Some factors that clinicians may consider when ruling out histamine intolerance;
- Are there at least 2 symptoms of histamine intolerance?
- Do symptoms improve after taking antihistamine medications?
- Do symptoms improve on a histamine elimination diet?
- Are diamine oxidase (DAO) levels reduced?
- Is histamine level raised in plasma?
- Is there increased N-methyl histamine in the urine?
- Have other possible conditions been ruled out?
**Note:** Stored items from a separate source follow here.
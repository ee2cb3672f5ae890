//! Resource loading seam.
//!
//! Every network-like operation the chrome performs goes through
//! [`ResourceLoader`], so hosts decide where partials and the search index
//! actually come from. Loads are synchronous; the bootstrap drives them
//! from worker threads where concurrency is required.

use std::collections::HashMap;

use ch_core::ChromeError;
use ch_core::ChromeResult;

/// Cache behavior requested for a fetch. Partials and the search index are
/// always fetched `NoStore`: a cached response must never be reused.
#[derive(Debug, Clone, Copy, PartialEq, Eq)]
pub enum FetchMode {
    NoStore,
    Default,
}

/// Text-document fetching capability.
pub trait ResourceLoader: Sync {
    fn fetch_text(&self, path: &str, mode: FetchMode) -> ChromeResult<String>;
}

/// In-memory loader for tests and embedding without a site directory.
#[derive(Debug, Clone, Default)]
pub struct FixtureLoader {
    entries: HashMap<String, String>,
}

impl FixtureLoader {
    pub fn new() -> Self {
        Self::default()
    }

    pub fn with(mut self, path: &str, body: &str) -> Self {
        self.entries.insert(path.to_owned(), body.to_owned());
        self
    }
}

impl ResourceLoader for FixtureLoader {
    fn fetch_text(&self, path: &str, _mode: FetchMode) -> ChromeResult<String> {
        self.entries.get(path).cloned().ok_or_else(|| {
            ChromeError::new(
                "chrome.loader.not_found",
                format!("no fixture registered for `{path}`"),
            )
        })
    }
}
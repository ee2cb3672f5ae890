//! Site-directory resource loader.

use std::fs;
use std::path::Component;
use std::path::Path;
use std::path::PathBuf;

use ch_chrome::FetchMode;
use ch_chrome::ResourceLoader;
use ch_core::ChromeError;
use ch_core::ChromeResult;

/// Serves chrome fetches from a static site directory on disk. Paths are
/// confined to the root; no caching exists, so the no-store contract holds
/// trivially.
#[derive(Debug, Clone)]
pub(crate) struct DirectoryLoader {
    root: PathBuf,
}

impl DirectoryLoader {
    pub(crate) fn new(root: PathBuf) -> Self {
        Self { root }
    }
}

impl ResourceLoader for DirectoryLoader {
    fn fetch_text(&self, path: &str, _mode: FetchMode) -> ChromeResult<String> {
        let relative = Path::new(path.trim_start_matches('/'));
        let escapes_root = relative
            .components()
            .any(|component| !matches!(component, Component::Normal(_)));
        if escapes_root {
            return Err(ChromeError::new(
                "shell.loader.path_invalid",
                format!("refusing `{path}`: it escapes the site root"),
            ));
        }

        let full = self.root.join(relative);
        log::debug!("loading {}", full.display());
        fs::read_to_string(&full).map_err(|error| {
            ChromeError::new(
                "shell.loader.fetch_failed",
                format!("failed to load {}: {error}", full.display()),
            )
        })
    }
}
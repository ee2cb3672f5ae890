//! Base path resolution.
//!
//! Decides, once per page load, the URL prefix under which the site is
//! served. Reads page metadata only: an explicit `<meta name="site-base">`
//! declaration wins, otherwise the chrome bundle's own `<script src>` is
//! located and the prefix is whatever precedes its well-known path marker.
//! This never fails; anything malformed resolves to the empty prefix.

use ch_dom::Document;
use url::Url;

/// Well-known path of the chrome bundle inside a deployed site.
pub const SCRIPT_MARKER: &str = "assets/chrome.js";

/// Site URL prefix. Either empty (served at the domain root) or an absolute
/// path segment starting with `/` and never ending in one.
#[derive(Debug, Clone, PartialEq, Eq)]
pub struct BasePrefix(String);

impl BasePrefix {
    pub fn empty() -> Self {
        Self(String::new())
    }

    pub fn as_str(&self) -> &str {
        &self.0
    }

    pub fn is_empty(&self) -> bool {
        self.0.is_empty()
    }
}

impl std::fmt::Display for BasePrefix {
    fn fmt(&self, f: &mut std::fmt::Formatter<'_>) -> std::fmt::Result {
        f.write_str(&self.0)
    }
}

/// Resolves the base prefix for a page.
pub fn resolve(doc: &Document, page_url: &Url, marker: &str) -> BasePrefix {
    if let Some(declared) = declared_base(doc) {
        return declared;
    }

    let Some(src) = chrome_script_src(doc, marker) else {
        return BasePrefix::empty();
    };

    prefix_from_script_src(page_url, &src, marker)
}

fn declared_base(doc: &Document) -> Option<BasePrefix> {
    let meta = doc
        .elements_by_tag("meta")
        .into_iter()
        .find(|&id| doc.attr(id, "name") == Some("site-base"))?;
    let content = doc.attr(meta, "content")?.trim();
    if content.is_empty() {
        return None;
    }

    let normalized = format!("/{}", content.trim_matches('/'));
    if normalized == "/" {
        Some(BasePrefix::empty())
    } else {
        Some(BasePrefix(normalized))
    }
}

/// Finds the script element whose source path ends in the chrome bundle's
/// filename, case-insensitively, with an optional query string.
fn chrome_script_src(doc: &Document, marker: &str) -> Option<String> {
    let marker = marker.to_ascii_lowercase();
    doc.elements_by_tag("script")
        .into_iter()
        .filter_map(|id| doc.attr(id, "src"))
        .find(|src| {
            let lower = src.to_ascii_lowercase();
            let path = match lower.split_once('?') {
                Some((path, _)) => path,
                None => lower.as_str(),
            };
            path == marker || path.ends_with(&format!("/{marker}"))
        })
        .map(ToOwned::to_owned)
}

fn prefix_from_script_src(page_url: &Url, src: &str, marker: &str) -> BasePrefix {
    let Ok(script_url) = page_url.join(src) else {
        return BasePrefix::empty();
    };

    let path = script_url.path();
    let needle = format!("/{}", marker.to_ascii_lowercase());
    let Some(index) = path.to_ascii_lowercase().rfind(&needle) else {
        return BasePrefix::empty();
    };

    let base = path[..index].trim_end_matches('/');
    if base.is_empty() {
        BasePrefix::empty()
    } else {
        BasePrefix(base.to_owned())
    }
}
What causes histamine intolerance?
Histamine has beneficial roles in the body and we don’t want to have too much or too little. The enzyme Diamine Oxidase (DAO) helps to keep things balanced by breaking down histamine coming into the body from histamine rich foods. When there isn’t enough of this enzyme available to break down histamine we can experience symptoms of histamine overload.
Deficiencies in nutrients like vitamin B6, vitamin C and copper, needed for DAO enzyme activity, can contribute to histamine intolerance. Histamine N-methyl transferase (HNMT) is another important enzyme which helps to breakdown histamine within cells.
Damage to the intestinal lining, associated with a range of different gastrointestinal conditions including inflammatory bowel diseases, can lead to reduced production of DAO enzyme.
Mutations in the gene that makes the DAO enzyme have also been found and can be linked with conditions like food allergies and Inflammatory bowel disease. Other genetic mutations that can affect histamine metabolism include the Histamine N-methyl transferase (HNMT) gene, the Catechol-o-methyl-transferase (COMT) gene which impacts histamine level through its effects on estrogen metabolism, and genes like MTHFR which affect the activation and function of the above genes.
How is histamine intolerance treated?
- Following a histamine elimination diet
- Avoiding alcohol and drugs which raise histamine levels
- Using antihistamine medications or supplements
- Taking DAO enzyme supplements
- Reducing exposure to allergens
Environmental and food allergens contribute to histamine intolerance by increasing histamine levels. Avoiding or limiting exposure to these allergens where possible can help to increase a persons threshold for histamine intolerance. Immunotherapies that promote desensitisation to allergens are also available. Additional approaches, which aim to address the root causes of histamine intolerance, include;
- Correcting nutritional insufficiencies (e.g. vitamin B6, copper, vitamin C)
- Nutrigenomic therapy
- Gut repair and treatment of gut dysbiosis
Addressing nutritional insufficiencies such as in vitamin B6, copper and vitamin C that are needed for DAO production is an important step to reduce histamine sensitivity. Gut repair and addressing underlying conditions such as dysbiosis and small intestinal bacterial overgrowth (SIBO) can help to reduce histamine production and improve DAO production. Treating existing genetic mutations related to histamine intolerance using nutrigenomic therapy is another approach that aims for long-term resolution.
Maintz, L., Bieber, T. and Novak, N. (2006). Histamine intolerance in clinical practice. Deutsches Arzteblatt International, 103 (51-52), 3477-3483.
Munoz-Esparza, N.C., Latorre-Moratalla, M.L., Comas-Baste, O., Toro-Funes, N., Veciana-Bogues, M.T., and Vital-Carou, M.C. (2019). Polyamines in food. Frontiers in Nutrition, 6,(108), 1-11.